A Serendipitous Meeting on the Road: Womanhood, Friendship, and the Return to Purpose

BELONGINGSTORYTELLINGCREATIVITY

1/16/20263 min read

Yesterday, while traveling to another city for work, I experienced one of those precious, life moments. The journey was meant to be practical, focused on schedules and responsibilities. I did not expect anything beyond work.

Yet day offered me something far more meaningful.

I met a dear friend, spontaneously, gently, and unexpectedly. It was a meeting that felt soft and sweet, and deeply grounding. A gift I had not planned for, but one that filled the entire day with warmth and meaning.

In her presence, I felt honored. I felt seen. And I felt a deep sense of gratitude for friendship, gratitude for friends who hold us with care, and for the safety that exists when we feel truly understood.

A Question That Opened a Deeper Truth

We have known each other for many years. Like most meaningful relationships, our friendship has moved through many seasons, ease and challenge, expansion and uncertainty, joy and grief.

We grew together not only through shared experiences, but through the evolving understanding of ourselves as women in this world.

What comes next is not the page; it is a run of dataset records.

use axum::{
    http::StatusCode,
    response::{IntoResponse, Response},
    Json,
};
use serde_json::json;
use thiserror::Error;

use crate::highlight::OverlayError;
use crate::rag::store::StoreError;

/// Application-level error type.
/// Implements `IntoResponse` so Axum handlers can return `Result<T, AppError>`.
#[derive(Debug, Error)]
pub enum AppError {
    #[error("Not found: {0}")]
    NotFound(String),

    #[error("Validation error: {0}")]
    Validation(String),

    #[error("Unprocessable entity: {0}")]
    UnprocessableEntity(String),

    #[error("LLM error: {0}")]
    Llm(String),

    #[error("Reference index error: {0}")]
    Index(#[from] StoreError),

    #[error("Internal server error: {0}")]
    Internal(#[from] anyhow::Error),
}

impl From<OverlayError> for AppError {
    fn from(e: OverlayError) -> Self {
        AppError::UnprocessableEntity(e.to_string())
    }
}

impl IntoResponse for AppError {
    fn into_response(self) -> Response {
        let (status, code, message) = match &self {
            AppError::NotFound(msg) => (StatusCode::NOT_FOUND, "NOT_FOUND", msg.clone()),
            AppError::Validation(msg) => (StatusCode::BAD_REQUEST, "VALIDATION_ERROR", msg.clone()),
            AppError::UnprocessableEntity(msg) => (
                StatusCode::UNPROCESSABLE_ENTITY,
                "UNPROCESSABLE_ENTITY",
                msg.clone(),
            ),
            AppError::Llm(msg) => {
                tracing::error!("LLM error: {msg}");
                (
                    StatusCode::BAD_GATEWAY,
                    "LLM_ERROR",
                    "An AI processing error occurred".to_string(),
                )
            }
            AppError::Index(e) => {
                tracing::error!("Reference index error: {e}");
                (
                    StatusCode::INTERNAL_SERVER_ERROR,
                    "INDEX_ERROR",
                    "The reference index could not be used".to_string(),
                )
            }
            AppError::Internal(e) => {
                tracing::error!("Internal error: {e:?}");
                (
                    StatusCode::INTERNAL_SERVER_ERROR,
                    "INTERNAL_ERROR",
                    "An internal server error occurred".to_string(),
                )
            }
        };

        let body = Json(json!({
            "error": {
                "code": code,
                "message": message
            }
        }));

        (status, body).into_response()
    }
}

#[cfg(test)]
mod tests {
    use super::*;

    #[test]
    fn test_overlay_error_maps_to_422() {
        let err: AppError = OverlayError::MalformedClause {
            index: 2,
            reason: "clause_id is empty".to_string(),
        }
        .into();
        assert_eq!(err.into_response().status(), StatusCode::UNPROCESSABLE_ENTITY);
    }

    #[test]
    fn test_llm_error_hides_details() {
        let response = AppError::Llm("api key leaked?".to_string()).into_response();
        assert_eq!(response.status(), StatusCode::BAD_GATEWAY);
    }

    #[test]
    fn test_validation_is_bad_request() {
        let response = AppError::Validation("empty".to_string()).into_response();
        assert_eq!(response.status(), StatusCode::BAD_REQUEST);
    }
}
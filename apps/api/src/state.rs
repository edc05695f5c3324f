use std::sync::Arc;

use crate::analysis::analyzer::ContractAnalyzer;
use crate::analysis::jobs::JobRegistry;
use crate::config::Config;
use crate::llm_client::LlmClient;
use crate::rag::store::VectorStore;

/// Shared application state injected into all route handlers via Axum extractors.
#[derive(Clone)]
pub struct AppState {
    pub config: Config,
    /// Absent when no API key is configured (demo mode); chat is then unavailable.
    pub llm: Option<LlmClient>,
    /// Pluggable analyzer. Gemini in live mode, canned fixture in demo mode.
    pub analyzer: Arc<dyn ContractAnalyzer>,
    pub jobs: JobRegistry,
    /// Reference index loaded at startup, if one has been built.
    pub reference_index: Option<Arc<VectorStore>>,
}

Over a shared meal, our conversation naturally turned to life purpose, a topic we have returned to many times over the years, often at moments of change.

My friend has dedicated her life to working with children. As she spoke about her work, there was a calm clarity in her voice. She is living her purpose, supporting children, creating safer environments, and serving the world through care, and action.

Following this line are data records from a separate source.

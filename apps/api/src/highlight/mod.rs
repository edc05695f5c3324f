//! Highlight overlay. Locates flagged clause excerpts inside the extracted contract
//! text and wraps each one in a severity-styled, clickable span.
//!
//! The engine is a pure function over in-memory strings: no I/O, no shared state.
//! Callers always receive the annotated document together with the detail records
//! and the per-clause match outcomes.
//!
//! Matching runs against the HTML-escaped document. Text already wrapped by an
//! earlier (longer) clause is never searched again, so a shorter clause that only
//! occurs inside a longer highlighted clause is reported as unmatched rather than
//! nested inside it.

pub mod palette;
pub mod render;

use serde::Serialize;
use thiserror::Error;
use tracing::debug;

use crate::analysis::models::{validate_clauses, RiskClause, Severity};
use crate::highlight::palette::{style_for, ColorToken};

#[derive(Debug, Error)]
pub enum OverlayError {
    #[error("malformed risk clause at index {index}: {reason}")]
    MalformedClause { index: usize, reason: String },
}

/// Expanded payload for one highlighted clause. Every text field is already escaped.
#[derive(Debug, Clone, PartialEq, Serialize)]
pub struct DetailRecord {
    /// Correlates the span in the annotated document with this record.
    pub id: String,
    pub toggle_id: String,
    pub clause_id: String,
    pub severity: Severity,
    pub label: &'static str,
    pub emoji: &'static str,
    pub color: ColorToken,
    pub summary: String,
    pub original: String,
    pub explanation: String,
    pub legal_reference: String,
    pub legal_text: String,
    pub script: String,
}

#[derive(Debug, Clone, PartialEq, Eq, Serialize)]
pub struct ClauseMatch {
    pub clause_id: String,
    pub matched: bool,
}

#[derive(Debug, Clone, PartialEq, Serialize)]
pub struct Overlay {
    pub annotated: String,
    pub details: Vec<DetailRecord>,
    /// One entry per input clause, in processing order.
    pub outcomes: Vec<ClauseMatch>,
}

impl Overlay {
    pub fn highlighted_count(&self) -> usize {
        self.details.len()
    }

    pub fn unmatched(&self) -> impl Iterator<Item = &str> {
        self.outcomes
            .iter()
            .filter(|o| !o.matched)
            .map(|o| o.clause_id.as_str())
    }
}

/// Working copy of the document: escaped plain text interleaved with finished spans.
enum Segment {
    Text(String),
    Span(String),
}

/// Escapes `&`, `<`, `>`, `"` and `'` for HTML text and attribute positions.
pub fn escape_html(input: &str) -> String {
    let mut out = String::with_capacity(input.len());
    for ch in input.chars() {
        match ch {
            '&' => out.push_str("&amp;"),
            '<' => out.push_str("&lt;"),
            '>' => out.push_str("&gt;"),
            '"' => out.push_str("&quot;"),
            '\'' => out.push_str("&#x27;"),
            _ => out.push(ch),
        }
    }
    out
}

/// Builds the annotated document and the parallel detail records.
///
/// Clauses are processed longest `original_text` first (stable for equal lengths);
/// each one replaces only the first occurrence of its escaped text. Clauses whose
/// text is empty or cannot be located are skipped and reported in `outcomes`.
pub fn overlay(document: &str, clauses: &[RiskClause]) -> Result<Overlay, OverlayError> {
    validate_clauses(clauses)?;

    let mut ordered: Vec<&RiskClause> = clauses.iter().collect();
    ordered.sort_by_key(|c| std::cmp::Reverse(c.original_text.chars().count()));

    let mut segments = vec![Segment::Text(escape_html(document))];
    let mut details = Vec::new();
    let mut outcomes = Vec::with_capacity(ordered.len());

    for (idx, clause) in ordered.into_iter().enumerate() {
        let needle = escape_html(&clause.original_text);
        let located = !needle.is_empty() && wrap_first(&mut segments, &needle, idx + 1, clause);

        if located {
            details.push(detail_record(idx + 1, clause, needle));
        } else {
            debug!(clause_id = %clause.clause_id, "clause text not found in document");
        }
        outcomes.push(ClauseMatch {
            clause_id: clause.clause_id.clone(),
            matched: located,
        });
    }

    let annotated = segments
        .into_iter()
        .map(|s| match s {
            Segment::Text(t) | Segment::Span(t) => t,
        })
        .collect();

    Ok(Overlay {
        annotated,
        details,
        outcomes,
    })
}

/// Replaces the first plain-text occurrence of `needle` with a decorated span.
/// Returns false when no segment contains it.
fn wrap_first(segments: &mut Vec<Segment>, needle: &str, seq: usize, clause: &RiskClause) -> bool {
    let hit = segments.iter().enumerate().find_map(|(i, seg)| match seg {
        Segment::Text(text) => find_aligned(text, needle).map(|pos| (i, pos)),
        Segment::Span(_) => None,
    });

    let Some((i, pos)) = hit else {
        return false;
    };

    let Segment::Text(text) = &segments[i] else {
        return false;
    };
    let before = text[..pos].to_string();
    let after = text[pos + needle.len()..].to_string();

    let mut replacement = Vec::with_capacity(3);
    if !before.is_empty() {
        replacement.push(Segment::Text(before));
    }
    replacement.push(Segment::Span(decorated_span(seq, clause, needle)));
    if !after.is_empty() {
        replacement.push(Segment::Text(after));
    }
    segments.splice(i..=i, replacement);
    true
}

/// First occurrence of `needle` in escaped `haystack` whose start and end do not
/// fall inside a character reference such as `&amp;`.
fn find_aligned(haystack: &str, needle: &str) -> Option<usize> {
    let mut from = 0;
    while let Some(rel) = haystack[from..].find(needle) {
        let start = from + rel;
        let end = start + needle.len();
        if !inside_entity(haystack, start) && !inside_entity(haystack, end) {
            return Some(start);
        }
        from = start
            + haystack[start..]
                .chars()
                .next()
                .map(char::len_utf8)
                .unwrap_or(1);
    }
    None
}

fn inside_entity(text: &str, pos: usize) -> bool {
    match text[..pos].rfind('&') {
        Some(amp) => !text[amp..pos].contains(';'),
        None => false,
    }
}

fn decorated_span(seq: usize, clause: &RiskClause, escaped_text: &str) -> String {
    let style = style_for(clause.risk_level);
    format!(
        concat!(
            r#"<span class="risk-highlight-wrapper" data-clause-id="{clause_id}" data-detail-id="risk-modal-{seq}">"#,
            r#"<label for="modal-toggle-{seq}" class="risk-mark-label">"#,
            r#"<mark class="risk-mark risk-{severity}" style="background: {bg}; border-bottom: 2px solid {border}; padding: 1px 2px; border-radius: 3px; cursor: pointer;">{text}</mark>"#,
            r#"</label>"#,
            r#"<span class="risk-tooltip"><span class="tooltip-header">"#,
            r#"<span style="display:inline-block;width:8px;height:8px;background:{border};border-radius:50%;margin-right:6px;"></span>{label}</span>"#,
            r#"<span class="tooltip-content">{summary}</span>"#,
            r#"<span class="tooltip-hint">클릭하여 상세 정보 확인</span></span></span>"#,
        ),
        clause_id = escape_html(&clause.clause_id),
        seq = seq,
        severity = clause.risk_level,
        bg = style.color.background,
        border = style.color.border,
        text = escaped_text,
        label = style.label,
        summary = escape_html(&clause.issue_summary),
    )
}

fn detail_record(seq: usize, clause: &RiskClause, escaped_text: String) -> DetailRecord {
    let style = style_for(clause.risk_level);
    DetailRecord {
        id: format!("risk-modal-{seq}"),
        toggle_id: format!("modal-toggle-{seq}"),
        clause_id: clause.clause_id.clone(),
        severity: clause.risk_level,
        label: style.label,
        emoji: style.emoji,
        color: style.color,
        summary: escape_html(&clause.issue_summary),
        original: escaped_text,
        explanation: escape_html(&clause.simple_explanation),
        legal_reference: escape_html(&clause.legal_reference),
        legal_text: escape_html(&clause.legal_article),
        script: escape_html(&clause.negotiation_script),
    }
}
//! Local vector store for reference chunks, persisted as a single JSON file.

use std::path::Path;

use serde::{Deserialize, Serialize};
use thiserror::Error;
use tracing::info;

#[derive(Debug, Error)]
pub enum StoreError {
    #[error("index not found at {0} (run `risk-highlighter build-index` first)")]
    NotFound(String),

    #[error("I/O error: {0}")]
    Io(#[from] std::io::Error),

    #[error("corrupt index file: {0}")]
    Json(#[from] serde_json::Error),

    #[error("embedding dimension mismatch: index has {expected}, got {actual}")]
    DimensionMismatch { expected: usize, actual: usize },
}

#[derive(Debug, Clone, Serialize, Deserialize)]
pub struct StoredChunk {
    /// File name of the reference PDF the chunk came from.
    pub source: String,
    pub page_content: String,
    pub embedding: Vec<f32>,
}

#[derive(Debug, Clone, Serialize)]
pub struct ScoredChunk {
    pub source: String,
    pub page_content: String,
    pub score: f32,
}

#[derive(Debug, Clone, Default, Serialize, Deserialize)]
pub struct VectorStore {
    chunks: Vec<StoredChunk>,
}

impl VectorStore {
    pub fn new() -> Self {
        Self::default()
    }

    pub fn len(&self) -> usize {
        self.chunks.len()
    }

    pub fn is_empty(&self) -> bool {
        self.chunks.is_empty()
    }

    pub fn dimension(&self) -> Option<usize> {
        self.chunks.first().map(|c| c.embedding.len())
    }

    pub fn add(&mut self, chunk: StoredChunk) -> Result<(), StoreError> {
        if let Some(expected) = self.dimension() {
            if chunk.embedding.len() != expected {
                return Err(StoreError::DimensionMismatch {
                    expected,
                    actual: chunk.embedding.len(),
                });
            }
        }
        self.chunks.push(chunk);
        Ok(())
    }

    /// Top-`k` chunks by cosine similarity, best first.
    pub fn search(&self, query: &[f32], k: usize) -> Result<Vec<ScoredChunk>, StoreError> {
        if let Some(expected) = self.dimension() {
            if query.len() != expected {
                return Err(StoreError::DimensionMismatch {
                    expected,
                    actual: query.len(),
                });
            }
        }

        let mut scored: Vec<(f32, &StoredChunk)> = self
            .chunks
            .iter()
            .map(|c| (cosine_similarity(query, &c.embedding), c))
            .collect();
        scored.sort_by(|a, b| b.0.total_cmp(&a.0));

        Ok(scored
            .into_iter()
            .take(k)
            .map(|(score, c)| ScoredChunk {
                source: c.source.clone(),
                page_content: c.page_content.clone(),
                score,
            })
            .collect())
    }

    pub async fn save(&self, path: &Path) -> Result<(), StoreError> {
        if let Some(parent) = path.parent().filter(|p| !p.as_os_str().is_empty()) {
            tokio::fs::create_dir_all(parent).await?;
        }
        let json = serde_json::to_vec(self)?;
        tokio::fs::write(path, json).await?;
        info!("Saved {} chunks to {}", self.len(), path.display());
        Ok(())
    }

    pub async fn load(path: &Path) -> Result<Self, StoreError> {
        let bytes = match tokio::fs::read(path).await {
            Ok(b) => b,
            Err(e) if e.kind() == std::io::ErrorKind::NotFound => {
                return Err(StoreError::NotFound(path.display().to_string()))
            }
            Err(e) => return Err(e.into()),
        };
        Ok(serde_json::from_slice(&bytes)?)
    }
}

pub fn cosine_similarity(a: &[f32], b: &[f32]) -> f32 {
    let dot: f32 = a.iter().zip(b).map(|(x, y)| x * y).sum();
    let norm_a = a.iter().map(|x| x * x).sum::<f32>().sqrt();
    let norm_b = b.iter().map(|x| x * x).sum::<f32>().sqrt();
    if norm_a == 0.0 || norm_b == 0.0 {
        0.0
    } else {
        dot / (norm_a * norm_b)
    }
}

#[cfg(test)]
mod tests {
    use super::*;

    fn chunk(source: &str, text: &str, embedding: Vec<f32>) -> StoredChunk {
        StoredChunk {
            source: source.to_string(),
            page_content: text.to_string(),
            embedding,
        }
    }

    fn sample_store() -> VectorStore {
        let mut store = VectorStore::new();
        store.add(chunk("labor.pdf", "휴게", vec![1.0, 0.0, 0.0])).unwrap();
        store.add(chunk("labor.pdf", "해고", vec![0.0, 1.0, 0.0])).unwrap();
        store.add(chunk("wage.pdf", "최저임금", vec![0.7, 0.7, 0.0])).unwrap();
        store
    }

    #[test]
    fn test_cosine_identical_and_orthogonal() {
        assert!((cosine_similarity(&[1.0, 2.0], &[1.0, 2.0]) - 1.0).abs() < 1e-6);
        assert_eq!(cosine_similarity(&[1.0, 0.0], &[0.0, 1.0]), 0.0);
        assert_eq!(cosine_similarity(&[0.0, 0.0], &[1.0, 1.0]), 0.0);
    }

    #[test]
    fn test_search_orders_by_similarity() {
        let results = sample_store().search(&[1.0, 0.1, 0.0], 2).unwrap();
        assert_eq!(results.len(), 2);
        assert_eq!(results[0].page_content, "휴게");
        assert_eq!(results[1].page_content, "최저임금");
        assert!(results[0].score >= results[1].score);
    }

    #[test]
    fn test_search_k_larger_than_store() {
        assert_eq!(sample_store().search(&[0.0, 1.0, 0.0], 10).unwrap().len(), 3);
    }

    #[test]
    fn test_dimension_mismatch_rejected() {
        let mut store = sample_store();
        assert!(matches!(
            store.add(chunk("x.pdf", "x", vec![1.0])),
            Err(StoreError::DimensionMismatch { expected: 3, actual: 1 })
        ));
        assert!(store.search(&[1.0, 0.0], 1).is_err());
    }

    #[tokio::test]
    async fn test_save_and_load_round_trip() {
        let dir = tempfile::tempdir().unwrap();
        let path = dir.path().join("index").join("store.json");
        sample_store().save(&path).await.unwrap();

        let loaded = VectorStore::load(&path).await.unwrap();
        assert_eq!(loaded.len(), 3);
        assert_eq!(loaded.dimension(), Some(3));
    }

    #[tokio::test]
    async fn test_load_missing_index() {
        let dir = tempfile::tempdir().unwrap();
        let err = VectorStore::load(&dir.path().join("missing.json")).await.unwrap_err();
        assert!(matches!(err, StoreError::NotFound(_)));
    }
}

Listening to her, I felt both inspired and gently reflected back to myself. Then she asked me a question — simple, loving, and powerful: “Do you still feel the same clarity about your purpose as you once did?”

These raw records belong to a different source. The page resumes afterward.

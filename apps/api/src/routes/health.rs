use axum::Json;
use serde_json::{json, Value};

/// GET /health
/// Returns a simple status object with service version.
pub async fn health_handler() -> Json<Value> {
    Json(json!({
        "status": "ok",
        "version": env!("CARGO_PKG_VERSION"),
        "service": "risk-highlighter-api"
    }))
}
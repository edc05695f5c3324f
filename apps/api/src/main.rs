mod analysis;
mod config;
mod errors;
mod highlight;
mod llm_client;
mod rag;
mod routes;
mod state;

use anyhow::Result;
use std::net::SocketAddr;
use tower_http::{cors::CorsLayer, trace::TraceLayer};
use tracing::{info, warn};
use tracing_subscriber::{layer::SubscriberExt, util::SubscriberInitExt, EnvFilter};

use std::sync::Arc;

use crate::analysis::analyzer::{ContractAnalyzer, DemoAnalyzer, GeminiAnalyzer};
use crate::analysis::jobs::{spawn_job_cleanup_task, JobRegistry};
use crate::config::{AnalyzerMode, Config};
use crate::llm_client::LlmClient;
use crate::rag::store::{StoreError, VectorStore};
use crate::routes::build_router;
use crate::state::AppState;

#[tokio::main]
async fn main() -> Result<()> {
    // Load configuration first (fails on missing required env vars)
    let config = Config::from_env()?;

    // Initialize structured logging
    tracing_subscriber::registry()
        .with(EnvFilter::try_from_default_env().unwrap_or_else(|_| {
            EnvFilter::new(format!(
                "{}={}",
                env!("CARGO_PKG_NAME").replace('-', "_"),
                &config.rust_log
            ))
        }))
        .with(tracing_subscriber::fmt::layer())
        .init();

    if std::env::args().nth(1).as_deref() == Some("build-index") {
        return build_reference_index(&config).await;
    }

    info!("Starting Risk Highlighter API v{}", env!("CARGO_PKG_VERSION"));

    // Initialize LLM client (optional in demo mode)
    let llm = match &config.gemini_api_key {
        Some(key) => {
            let client = LlmClient::new(key.clone())?;
            info!("LLM client initialized (model: {})", llm_client::ANALYSIS_MODEL);
            Some(client)
        }
        None => {
            warn!("GEMINI_API_KEY not set; chat is disabled");
            None
        }
    };

    // Pick the analyzer backend
    let analyzer: Arc<dyn ContractAnalyzer> = match (config.analyzer_mode, &llm) {
        (AnalyzerMode::Live, Some(client)) => Arc::new(GeminiAnalyzer::new(client.clone())),
        (AnalyzerMode::Live, None) => anyhow::bail!("Live analyzer requires GEMINI_API_KEY"),
        (AnalyzerMode::Demo, _) => Arc::new(DemoAnalyzer),
    };
    info!("Analyzer backend: {}", analyzer.backend());

    // Load the reference index if one has been built
    let reference_index = match VectorStore::load(&config.vector_store_path).await {
        Ok(store) => {
            info!(
                "Reference index loaded: {} chunks from {}",
                store.len(),
                config.vector_store_path.display()
            );
            Some(Arc::new(store))
        }
        Err(StoreError::NotFound(path)) => {
            warn!("No reference index at {path}; chat answers without references");
            None
        }
        Err(e) => {
            warn!("Reference index unusable, chat answers without references: {e}");
            None
        }
    };

    // Evict finished jobs nobody discarded
    let jobs = JobRegistry::new();
    let _cleanup = spawn_job_cleanup_task(jobs.clone(), config.job_retention, None);

    // Build app state
    let state = AppState {
        config: config.clone(),
        llm,
        analyzer,
        jobs,
        reference_index,
    };

    // Build router
    let app = build_router(state)
        .layer(TraceLayer::new_for_http())
        .layer(CorsLayer::permissive());

    let addr: SocketAddr = format!("0.0.0.0:{}", config.port).parse()?;
    info!("Listening on {addr}");

    let listener = tokio::net::TcpListener::bind(addr).await?;
    axum::serve(listener, app).await?;

    Ok(())
}

/// `risk-highlighter build-index`: embeds the reference PDFs and writes the index file.
async fn build_reference_index(config: &Config) -> Result<()> {
    let llm = LlmClient::new(config.require_api_key()?.to_string())?;
    info!(
        "Building reference index from {} (model: {})",
        config.reference_data_dir.display(),
        llm_client::EMBEDDING_MODEL
    );

    let stats = rag::ingest::build_index(
        &config.reference_data_dir,
        &config.vector_store_path,
        &llm,
    )
    .await?;

    info!(
        "Indexed {} file(s) into {} chunks ({} skipped) at {}",
        stats.files,
        stats.chunks,
        stats.skipped,
        config.vector_store_path.display()
    );
    Ok(())
}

It was a strong question. One that invited honesty rather than certainty.

At this stage of my life, clarity does not arrive as it once did. The past years and months have been a time of closing many chapters, chapters shaped by growth, grief, and transformation. The new is arriving, but slowly. It is still forming, still unclear.

In that in-between space, purpose can feel quiet.

I shared this with her, feeling emotions rise as I searched for words. My friend met me with silence, the kind of silence that feels safe. The kind that allows truth to surface without judgment. In that moment, I felt deeply held.

The Roots of Purpose: Safety, Connection, and Compassion

Turning inward, I began to recognize the themes that have always guided me: Connection. Compassion. Inclusion. Safety.

Growing up in a patriarchal culture, living through war, and witnessing violence left deep imprints on my body and spirit. These experiences shaped my longing for a world where women and girls feel safe — emotionally, physically, and spiritually.

These experiences anchored my commitment to advocating for the rights of women and girls, and for all those who identify as women.

Purpose, I realized, is often born where safety was once missing.

A Promise to the Girl I Once Was

As I spoke, something became clear.

My desire to support women and girls reaches back to my teenage years, to moments of isolation, exclusion, and fear. It felt like a promise I once made, to my younger self, that I would protect her.

That I would become the woman she needed.

Where there was silence, I choose voice.
Where there was exclusion, I choose belonging.
Where there was violence, I choose care and protection.

That promise quietly became my purpose. My friend helped me articulate something essential: Our purpose is often connected to the most challenging experiences of our lives.

And we can express it in many ways, through creative work, community building, advocacy, education, or simply by how we show up for others.

What matters is remembering: the core values that live within us, the moments when we felt unsafe or unseen, and how we choose to transmute those experiences into protection, care, and solidarity for others.

Purpose does not need to be loud. Sometimes it is simply the act of creating safety where it once did not exist.

Womanhood as a Shared Language

As our conversation continued, we found ourselves immersed in a shared understanding of womanhood, not as a label, but as a lived experience.

We spoke of sisterhood, of mutual care, of the responsibility and tenderness we feel toward other women and girls. We shared a quiet commitment to continue supporting one another, and to keep building spaces rooted in dignity, empathy, and safety.

In that moment, I was reminded: Sometimes purpose does not arrive as a clear answer.
Sometimes it arrives as a feeling of being understood. And sometimes, it is reflected back to us through the women who walk beside us.

That unexpected meeting reminded me that the most important journeys do not always happen in distant places or planned destinations.

Sometimes, they happen at a table shared between two women, where stories are honored, silence is safe, and purpose softly finds its way home.